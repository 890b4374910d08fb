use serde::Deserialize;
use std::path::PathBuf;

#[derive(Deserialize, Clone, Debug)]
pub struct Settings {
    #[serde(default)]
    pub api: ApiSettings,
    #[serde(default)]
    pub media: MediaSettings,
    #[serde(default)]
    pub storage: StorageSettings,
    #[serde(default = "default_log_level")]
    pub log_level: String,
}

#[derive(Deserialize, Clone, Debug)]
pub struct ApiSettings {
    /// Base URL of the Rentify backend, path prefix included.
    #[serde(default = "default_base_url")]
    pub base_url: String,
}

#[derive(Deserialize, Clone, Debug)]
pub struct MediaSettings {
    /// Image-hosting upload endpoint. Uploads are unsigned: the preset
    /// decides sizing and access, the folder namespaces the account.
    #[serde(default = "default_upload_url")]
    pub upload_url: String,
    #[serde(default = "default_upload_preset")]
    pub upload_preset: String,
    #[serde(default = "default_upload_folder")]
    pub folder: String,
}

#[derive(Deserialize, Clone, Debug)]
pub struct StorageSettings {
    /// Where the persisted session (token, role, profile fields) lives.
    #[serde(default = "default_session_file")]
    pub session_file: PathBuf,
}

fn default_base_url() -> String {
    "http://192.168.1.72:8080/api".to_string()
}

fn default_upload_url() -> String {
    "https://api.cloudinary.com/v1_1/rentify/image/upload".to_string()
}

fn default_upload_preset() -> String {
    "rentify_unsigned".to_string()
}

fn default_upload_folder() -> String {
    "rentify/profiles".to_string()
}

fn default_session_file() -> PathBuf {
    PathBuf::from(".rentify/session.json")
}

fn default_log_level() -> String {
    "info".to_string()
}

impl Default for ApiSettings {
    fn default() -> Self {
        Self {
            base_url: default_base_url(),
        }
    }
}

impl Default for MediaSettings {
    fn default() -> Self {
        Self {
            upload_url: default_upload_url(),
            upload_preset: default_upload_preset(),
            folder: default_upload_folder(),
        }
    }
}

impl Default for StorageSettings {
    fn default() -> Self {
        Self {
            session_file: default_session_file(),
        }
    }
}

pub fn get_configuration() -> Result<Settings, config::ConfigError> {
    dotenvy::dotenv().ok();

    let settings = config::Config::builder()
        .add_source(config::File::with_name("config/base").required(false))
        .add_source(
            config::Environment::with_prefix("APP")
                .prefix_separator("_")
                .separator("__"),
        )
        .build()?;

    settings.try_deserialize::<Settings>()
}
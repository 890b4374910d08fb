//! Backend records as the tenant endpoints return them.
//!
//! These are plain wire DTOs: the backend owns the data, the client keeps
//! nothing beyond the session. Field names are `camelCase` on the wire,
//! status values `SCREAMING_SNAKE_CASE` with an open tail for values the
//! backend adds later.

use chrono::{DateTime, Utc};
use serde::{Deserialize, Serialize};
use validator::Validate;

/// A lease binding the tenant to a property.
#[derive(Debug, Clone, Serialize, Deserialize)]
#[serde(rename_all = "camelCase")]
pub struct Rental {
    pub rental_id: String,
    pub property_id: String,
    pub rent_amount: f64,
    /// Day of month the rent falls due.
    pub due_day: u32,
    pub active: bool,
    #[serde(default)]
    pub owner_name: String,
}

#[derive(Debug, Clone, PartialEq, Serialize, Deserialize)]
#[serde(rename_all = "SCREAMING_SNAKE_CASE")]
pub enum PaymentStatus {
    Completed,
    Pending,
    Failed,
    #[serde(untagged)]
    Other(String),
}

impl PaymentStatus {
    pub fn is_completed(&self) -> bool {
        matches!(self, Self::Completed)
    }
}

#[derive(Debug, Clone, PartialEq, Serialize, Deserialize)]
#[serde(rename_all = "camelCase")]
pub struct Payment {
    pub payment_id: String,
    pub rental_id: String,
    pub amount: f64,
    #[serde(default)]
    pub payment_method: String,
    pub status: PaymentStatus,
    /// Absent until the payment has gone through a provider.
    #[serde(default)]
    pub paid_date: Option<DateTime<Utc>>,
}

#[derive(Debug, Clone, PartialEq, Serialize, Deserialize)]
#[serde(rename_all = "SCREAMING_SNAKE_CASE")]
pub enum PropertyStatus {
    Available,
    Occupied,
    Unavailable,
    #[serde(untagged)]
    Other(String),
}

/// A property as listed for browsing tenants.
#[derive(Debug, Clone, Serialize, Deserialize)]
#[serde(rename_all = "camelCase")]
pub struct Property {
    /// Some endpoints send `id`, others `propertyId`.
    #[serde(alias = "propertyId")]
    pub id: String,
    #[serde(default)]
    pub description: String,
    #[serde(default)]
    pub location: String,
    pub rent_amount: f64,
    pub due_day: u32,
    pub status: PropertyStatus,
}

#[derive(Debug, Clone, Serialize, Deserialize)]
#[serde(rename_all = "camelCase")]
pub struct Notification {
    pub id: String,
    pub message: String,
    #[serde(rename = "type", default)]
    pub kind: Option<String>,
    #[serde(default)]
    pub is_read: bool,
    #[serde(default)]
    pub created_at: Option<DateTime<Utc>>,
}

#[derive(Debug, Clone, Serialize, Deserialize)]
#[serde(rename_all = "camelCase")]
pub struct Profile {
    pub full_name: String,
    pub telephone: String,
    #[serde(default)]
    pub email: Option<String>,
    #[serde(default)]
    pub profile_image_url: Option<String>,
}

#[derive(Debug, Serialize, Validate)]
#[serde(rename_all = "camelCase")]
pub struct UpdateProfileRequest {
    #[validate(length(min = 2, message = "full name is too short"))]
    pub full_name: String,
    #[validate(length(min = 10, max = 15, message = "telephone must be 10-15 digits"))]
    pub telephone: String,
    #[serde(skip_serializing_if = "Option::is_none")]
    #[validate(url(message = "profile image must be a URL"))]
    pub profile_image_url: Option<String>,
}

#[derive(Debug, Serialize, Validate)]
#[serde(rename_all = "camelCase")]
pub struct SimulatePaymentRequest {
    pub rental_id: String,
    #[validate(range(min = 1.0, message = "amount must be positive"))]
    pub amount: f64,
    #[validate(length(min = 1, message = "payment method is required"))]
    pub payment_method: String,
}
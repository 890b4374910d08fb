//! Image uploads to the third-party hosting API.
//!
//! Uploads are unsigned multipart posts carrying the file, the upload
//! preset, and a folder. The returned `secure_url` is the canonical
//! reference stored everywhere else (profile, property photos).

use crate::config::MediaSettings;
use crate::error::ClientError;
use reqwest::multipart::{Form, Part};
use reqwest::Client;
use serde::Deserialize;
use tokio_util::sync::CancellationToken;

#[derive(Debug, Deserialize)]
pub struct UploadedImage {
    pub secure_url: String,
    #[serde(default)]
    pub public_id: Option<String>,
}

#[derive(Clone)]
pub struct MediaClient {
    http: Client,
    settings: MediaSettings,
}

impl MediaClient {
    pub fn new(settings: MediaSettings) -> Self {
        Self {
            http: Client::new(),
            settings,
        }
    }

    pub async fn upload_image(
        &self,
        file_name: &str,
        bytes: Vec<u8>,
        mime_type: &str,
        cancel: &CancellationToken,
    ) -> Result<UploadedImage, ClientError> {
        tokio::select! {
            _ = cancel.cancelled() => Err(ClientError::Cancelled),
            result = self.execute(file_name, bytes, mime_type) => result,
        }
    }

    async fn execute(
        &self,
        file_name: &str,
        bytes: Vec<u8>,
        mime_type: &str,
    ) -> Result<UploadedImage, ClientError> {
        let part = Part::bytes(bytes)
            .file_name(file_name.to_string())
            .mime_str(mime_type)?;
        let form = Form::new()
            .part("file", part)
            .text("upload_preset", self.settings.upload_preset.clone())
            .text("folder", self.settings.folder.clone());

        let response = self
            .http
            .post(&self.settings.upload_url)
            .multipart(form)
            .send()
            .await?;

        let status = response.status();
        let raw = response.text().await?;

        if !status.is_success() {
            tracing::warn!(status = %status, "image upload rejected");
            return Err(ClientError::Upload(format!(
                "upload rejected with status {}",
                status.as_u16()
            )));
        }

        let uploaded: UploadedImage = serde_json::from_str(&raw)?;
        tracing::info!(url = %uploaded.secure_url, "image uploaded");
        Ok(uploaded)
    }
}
* * *
**What needs to be done**
From the listing above, copy every line that includes the word "ClientError".

**Solution to this task**
use crate::error::ClientError;
    ) -> Result<UploadedImage, ClientError> {
            _ = cancel.cancelled() => Err(ClientError::Cancelled),
    ) -> Result<UploadedImage, ClientError> {
            return Err(ClientError::Upload(format!(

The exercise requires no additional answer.